Problem to solve | Write out the whole listing. Leave out nothing.

↓↓↓

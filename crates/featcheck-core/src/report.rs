//! Report aggregation and pass/fail verdict.

use std::collections::BTreeMap;
use std::fmt;
use std::str::FromStr;

use serde::{Deserialize, Serialize};

use crate::outcome::{Outcome, OutcomeKind};
use crate::run_spec::RunSpec;

/// Per-kind outcome counts.
#[derive(Debug, Clone, Copy, Default, PartialEq, Eq, Serialize, Deserialize)]
pub struct KindCounts {
    pub pass: usize,
    pub compile_failure: usize,
    pub runtime_mismatch: usize,
    pub timeout: usize,
    pub crash: usize,
}

impl KindCounts {
    /// Count one outcome of `kind`.
    pub fn add(&mut self, kind: OutcomeKind) {
        *self.slot(kind) += 1;
    }

    /// Count for `kind`.
    pub fn get(&self, kind: OutcomeKind) -> usize {
        match kind {
            OutcomeKind::Pass => self.pass,
            OutcomeKind::CompileFailure => self.compile_failure,
            OutcomeKind::RuntimeMismatch => self.runtime_mismatch,
            OutcomeKind::Timeout => self.timeout,
            OutcomeKind::Crash => self.crash,
        }
    }

    /// Total number of outcomes counted.
    pub fn total(&self) -> usize {
        OutcomeKind::ALL.iter().map(|k| self.get(*k)).sum()
    }

    /// Number of non-pass outcomes.
    pub fn failed(&self) -> usize {
        self.total() - self.pass
    }

    fn slot(&mut self, kind: OutcomeKind) -> &mut usize {
        match kind {
            OutcomeKind::Pass => &mut self.pass,
            OutcomeKind::CompileFailure => &mut self.compile_failure,
            OutcomeKind::RuntimeMismatch => &mut self.runtime_mismatch,
            OutcomeKind::Timeout => &mut self.timeout,
            OutcomeKind::Crash => &mut self.crash,
        }
    }
}

/// Pass/fail verdict derived from a [`Report`].
#[derive(Debug, Clone, Serialize, Deserialize)]
pub struct Verdict {
    /// Whether every exemplar passed.
    pub passed: bool,

    /// One line per non-pass outcome (empty if passed).
    pub violations: Vec<String>,

    /// Summary message.
    pub message: String,
}

/// Output format for a rendered report.
#[derive(Debug, Clone, Copy, Default, PartialEq, Eq, Serialize, Deserialize)]
#[serde(rename_all = "snake_case")]
pub enum ReportFormat {
    #[default]
    Text,
    Json,
}

impl FromStr for ReportFormat {
    type Err = String;

    fn from_str(s: &str) -> Result<Self, Self::Err> {
        match s.trim().to_ascii_lowercase().as_str() {
            "text" => Ok(ReportFormat::Text),
            "json" => Ok(ReportFormat::Json),
            other => Err(format!("unknown report format '{}' (expected text or json)", other)),
        }
    }
}

impl fmt::Display for ReportFormat {
    fn fmt(&self, f: &mut fmt::Formatter<'_>) -> fmt::Result {
        match self {
            ReportFormat::Text => f.write_str("text"),
            ReportFormat::Json => f.write_str("json"),
        }
    }
}

/// Aggregated result of a harness run.
#[derive(Debug, Clone, Serialize, Deserialize)]
pub struct Report {
    /// Run identity.
    pub run: RunSpec,

    /// Whether every exemplar passed.
    pub success: bool,

    /// Counts across all categories.
    pub totals: KindCounts,

    /// Counts per category, in category order.
    pub categories: BTreeMap<String, KindCounts>,

    /// One outcome per exemplar, sorted by category then path.
    pub outcomes: Vec<Outcome>,

    /// Wall-clock duration of the whole run in milliseconds.
    pub duration_ms: u64,
}

impl Report {
    /// Aggregate `outcomes` (in any order) into a report.
    pub fn new(run: RunSpec, mut outcomes: Vec<Outcome>, duration_ms: u64) -> Self {
        outcomes.sort_by(|a, b| {
            a.category
                .cmp(&b.category)
                .then_with(|| a.exemplar.cmp(&b.exemplar))
        });

        let mut totals = KindCounts::default();
        let mut categories: BTreeMap<String, KindCounts> = BTreeMap::new();
        for outcome in &outcomes {
            totals.add(outcome.kind);
            categories
                .entry(outcome.category.clone())
                .or_default()
                .add(outcome.kind);
        }

        Self {
            run,
            success: totals.failed() == 0,
            totals,
            categories,
            outcomes,
            duration_ms,
        }
    }

    /// Outcomes that did not pass.
    pub fn failures(&self) -> impl Iterator<Item = &Outcome> {
        self.outcomes.iter().filter(|o| !o.passed())
    }

    /// Process exit status: 0 only if every outcome passed.
    pub fn exit_code(&self) -> i32 {
        if self.success {
            0
        } else {
            1
        }
    }

    /// Evaluate the report into a verdict.
    pub fn verdict(&self) -> Verdict {
        let violations: Vec<String> = self
            .failures()
            .map(|o| format!("{} [{}] {}: {}", o.exemplar, o.category, o.kind, o.explanation))
            .collect();

        let passed = violations.is_empty();
        let message = if passed {
            format!("All {} exemplar(s) passed", self.totals.total())
        } else {
            format!("Run failed with {} violation(s)", violations.len())
        };

        Verdict {
            passed,
            violations,
            message,
        }
    }

    /// One-line summary distinguishing failure kinds.
    pub fn summary_line(&self) -> String {
        let t = &self.totals;
        format!(
            "{} exemplar(s): {} passed, {} compile failure(s), {} runtime mismatch(es), {} timeout(s), {} crash(es)",
            t.total(),
            t.pass,
            t.compile_failure,
            t.runtime_mismatch,
            t.timeout,
            t.crash
        )
    }

    /// Render in the requested format.
    pub fn render(&self, format: ReportFormat) -> Result<String, serde_json::Error> {
        match format {
            ReportFormat::Text => Ok(self.render_text()),
            ReportFormat::Json => self.render_json(),
        }
    }

    /// Render as pretty-printed JSON.
    pub fn render_json(&self) -> Result<String, serde_json::Error> {
        serde_json::to_string_pretty(self)
    }

    /// Render as human-readable text.
    pub fn render_text(&self) -> String {
        let mut out = format!(
            "featcheck run {} (corpus {}, toolchain: {})\n",
            self.run.run_id,
            self.run.short_digest(),
            self.run.toolchain
        );

        let mut current: Option<&str> = None;
        for outcome in &self.outcomes {
            if current != Some(outcome.category.as_str()) {
                current = Some(outcome.category.as_str());
                let counts = self.categories.get(&outcome.category).copied().unwrap_or_default();
                out.push_str(&format!(
                    "\n[{}] {}/{} passed\n",
                    outcome.category,
                    counts.pass,
                    counts.total()
                ));
            }

            let icon = if outcome.passed() { "✓" } else { "✗" };
            out.push_str(&format!(
                "  {} {:<32} {:<16} ({}ms)\n",
                icon, outcome.exemplar, outcome.kind, outcome.duration_ms
            ));
            if !outcome.passed() {
                out.push_str(&format!("      {}\n", outcome.explanation));
                if let Some(detail) = &outcome.detail {
                    for line in detail.lines() {
                        out.push_str(&format!("      | {}\n", line));
                    }
                }
            }
        }

        out.push('\n');
        out.push_str(&format!(
            "{:<12} {:>5} {:>8} {:>9} {:>8} {:>6}\n",
            "category", "pass", "compile", "mismatch", "timeout", "crash"
        ));
        for (category, counts) in &self.categories {
            out.push_str(&format_counts_row(category, counts));
        }
        out.push_str(&format_counts_row("total", &self.totals));

        out.push('\n');
        out.push_str(&self.summary_line());
        out.push_str(&format!(" in {}ms\n", self.duration_ms));
        out.push_str(if self.success { "PASSED\n" } else { "FAILED\n" });
        out
    }
}

fn format_counts_row(label: &str, counts: &KindCounts) -> String {
    format!(
        "{:<12} {:>5} {:>8} {:>9} {:>8} {:>6}\n",
        label,
        counts.pass,
        counts.compile_failure,
        counts.runtime_mismatch,
        counts.timeout,
        counts.crash
    )
}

↑↑↑

Task output |
filename crates/featcheck-core/src/report.rs
//! Report aggregation and pass/fail verdict.

use std::collections::BTreeMap;
use std::fmt;
use std::str::FromStr;

use serde::{Deserialize, Serialize};

use crate::outcome::{Outcome, OutcomeKind};
use crate::run_spec::RunSpec;

/// Per-kind outcome counts.
#[derive(Debug, Clone, Copy, Default, PartialEq, Eq, Serialize, Deserialize)]
pub struct KindCounts {
    pub pass: usize,
    pub compile_failure: usize,
    pub runtime_mismatch: usize,
    pub timeout: usize,
    pub crash: usize,
}

impl KindCounts {
    /// Count one outcome of `kind`.
    pub fn add(&mut self, kind: OutcomeKind) {
        *self.slot(kind) += 1;
    }

    /// Count for `kind`.
    pub fn get(&self, kind: OutcomeKind) -> usize {
        match kind {
            OutcomeKind::Pass => self.pass,
            OutcomeKind::CompileFailure => self.compile_failure,
            OutcomeKind::RuntimeMismatch => self.runtime_mismatch,
            OutcomeKind::Timeout => self.timeout,
            OutcomeKind::Crash => self.crash,
        }
    }

    /// Total number of outcomes counted.
    pub fn total(&self) -> usize {
        OutcomeKind::ALL.iter().map(|k| self.get(*k)).sum()
    }

    /// Number of non-pass outcomes.
    pub fn failed(&self) -> usize {
        self.total() - self.pass
    }

    fn slot(&mut self, kind: OutcomeKind) -> &mut usize {
        match kind {
            OutcomeKind::Pass => &mut self.pass,
            OutcomeKind::CompileFailure => &mut self.compile_failure,
            OutcomeKind::RuntimeMismatch => &mut self.runtime_mismatch,
            OutcomeKind::Timeout => &mut self.timeout,
            OutcomeKind::Crash => &mut self.crash,
        }
    }
}

/// Pass/fail verdict derived from a [`Report`].
#[derive(Debug, Clone, Serialize, Deserialize)]
pub struct Verdict {
    /// Whether every exemplar passed.
    pub passed: bool,

    /// One line per non-pass outcome (empty if passed).
    pub violations: Vec<String>,

    /// Summary message.
    pub message: String,
}

/// Output format for a rendered report.
#[derive(Debug, Clone, Copy, Default, PartialEq, Eq, Serialize, Deserialize)]
#[serde(rename_all = "snake_case")]
pub enum ReportFormat {
    #[default]
    Text,
    Json,
}

impl FromStr for ReportFormat {
    type Err = String;

    fn from_str(s: &str) -> Result<Self, Self::Err> {
        match s.trim().to_ascii_lowercase().as_str() {
            "text" => Ok(ReportFormat::Text),
            "json" => Ok(ReportFormat::Json),
            other => Err(format!("unknown report format '{}' (expected text or json)", other)),
        }
    }
}

impl fmt::Display for ReportFormat {
    fn fmt(&self, f: &mut fmt::Formatter<'_>) -> fmt::Result {
        match self {
            ReportFormat::Text => f.write_str("text"),
            ReportFormat::Json => f.write_str("json"),
        }
    }
}

/// Aggregated result of a harness run.
#[derive(Debug, Clone, Serialize, Deserialize)]
pub struct Report {
    /// Run identity.
    pub run: RunSpec,

    /// Whether every exemplar passed.
    pub success: bool,

    /// Counts across all categories.
    pub totals: KindCounts,

    /// Counts per category, in category order.
    pub categories: BTreeMap<String, KindCounts>,

    /// One outcome per exemplar, sorted by category then path.
    pub outcomes: Vec<Outcome>,

    /// Wall-clock duration of the whole run in milliseconds.
    pub duration_ms: u64,
}

impl Report {
    /// Aggregate `outcomes` (in any order) into a report.
    pub fn new(run: RunSpec, mut outcomes: Vec<Outcome>, duration_ms: u64) -> Self {
        outcomes.sort_by(|a, b| {
            a.category
                .cmp(&b.category)
                .then_with(|| a.exemplar.cmp(&b.exemplar))
        });

        let mut totals = KindCounts::default();
        let mut categories: BTreeMap<String, KindCounts> = BTreeMap::new();
        for outcome in &outcomes {
            totals.add(outcome.kind);
            categories
                .entry(outcome.category.clone())
                .or_default()
                .add(outcome.kind);
        }

        Self {
            run,
            success: totals.failed() == 0,
            totals,
            categories,
            outcomes,
            duration_ms,
        }
    }

    /// Outcomes that did not pass.
    pub fn failures(&self) -> impl Iterator<Item = &Outcome> {
        self.outcomes.iter().filter(|o| !o.passed())
    }

    /// Process exit status: 0 only if every outcome passed.
    pub fn exit_code(&self) -> i32 {
        if self.success {
            0
        } else {
            1
        }
    }

    /// Evaluate the report into a verdict.
    pub fn verdict(&self) -> Verdict {
        let violations: Vec<String> = self
            .failures()
            .map(|o| format!("{} [{}] {}: {}", o.exemplar, o.category, o.kind, o.explanation))
            .collect();

        let passed = violations.is_empty();
        let message = if passed {
            format!("All {} exemplar(s) passed", self.totals.total())
        } else {
            format!("Run failed with {} violation(s)", violations.len())
        };

        Verdict {
            passed,
            violations,
            message,
        }
    }

    /// One-line summary distinguishing failure kinds.
    pub fn summary_line(&self) -> String {
        let t = &self.totals;
        format!(
            "{} exemplar(s): {} passed, {} compile failure(s), {} runtime mismatch(es), {} timeout(s), {} crash(es)",
            t.total(),
            t.pass,
            t.compile_failure,
            t.runtime_mismatch,
            t.timeout,
            t.crash
        )
    }

    /// Render in the requested format.
    pub fn render(&self, format: ReportFormat) -> Result<String, serde_json::Error> {
        match format {
            ReportFormat::Text => Ok(self.render_text()),
            ReportFormat::Json => self.render_json(),
        }
    }

    /// Render as pretty-printed JSON.
    pub fn render_json(&self) -> Result<String, serde_json::Error> {
        serde_json::to_string_pretty(self)
    }

    /// Render as human-readable text.
    pub fn render_text(&self) -> String {
        let mut out = format!(
            "featcheck run {} (corpus {}, toolchain: {})\n",
            self.run.run_id,
            self.run.short_digest(),
            self.run.toolchain
        );

        let mut current: Option<&str> = None;
        for outcome in &self.outcomes {
            if current != Some(outcome.category.as_str()) {
                current = Some(outcome.category.as_str());
                let counts = self.categories.get(&outcome.category).copied().unwrap_or_default();
                out.push_str(&format!(
                    "\n[{}] {}/{} passed\n",
                    outcome.category,
                    counts.pass,
                    counts.total()
                ));
            }

            let icon = if outcome.passed() { "✓" } else { "✗" };
            out.push_str(&format!(
                "  {} {:<32} {:<16} ({}ms)\n",
                icon, outcome.exemplar, outcome.kind, outcome.duration_ms
            ));
            if !outcome.passed() {
                out.push_str(&format!("      {}\n", outcome.explanation));
                if let Some(detail) = &outcome.detail {
                    for line in detail.lines() {
                        out.push_str(&format!("      | {}\n", line));
                    }
                }
            }
        }

        out.push('\n');
        out.push_str(&format!(
            "{:<12} {:>5} {:>8} {:>9} {:>8} {:>6}\n",
            "category", "pass", "compile", "mismatch", "timeout", "crash"
        ));
        for (category, counts) in &self.categories {
            out.push_str(&format_counts_row(category, counts));
        }
        out.push_str(&format_counts_row("total", &self.totals));

        out.push('\n');
        out.push_str(&self.summary_line());
        out.push_str(&format!(" in {}ms\n", self.duration_ms));
        out.push_str(if self.success { "PASSED\n" } else { "FAILED\n" });
        out
    }
}

fn format_counts_row(label: &str, counts: &KindCounts) -> String {
    format!(
        "{:<12} {:>5} {:>8} {:>9} {:>8} {:>6}\n",
        label,
        counts.pass,
        counts.compile_failure,
        counts.runtime_mismatch,
        counts.timeout,
        counts.crash
    )
}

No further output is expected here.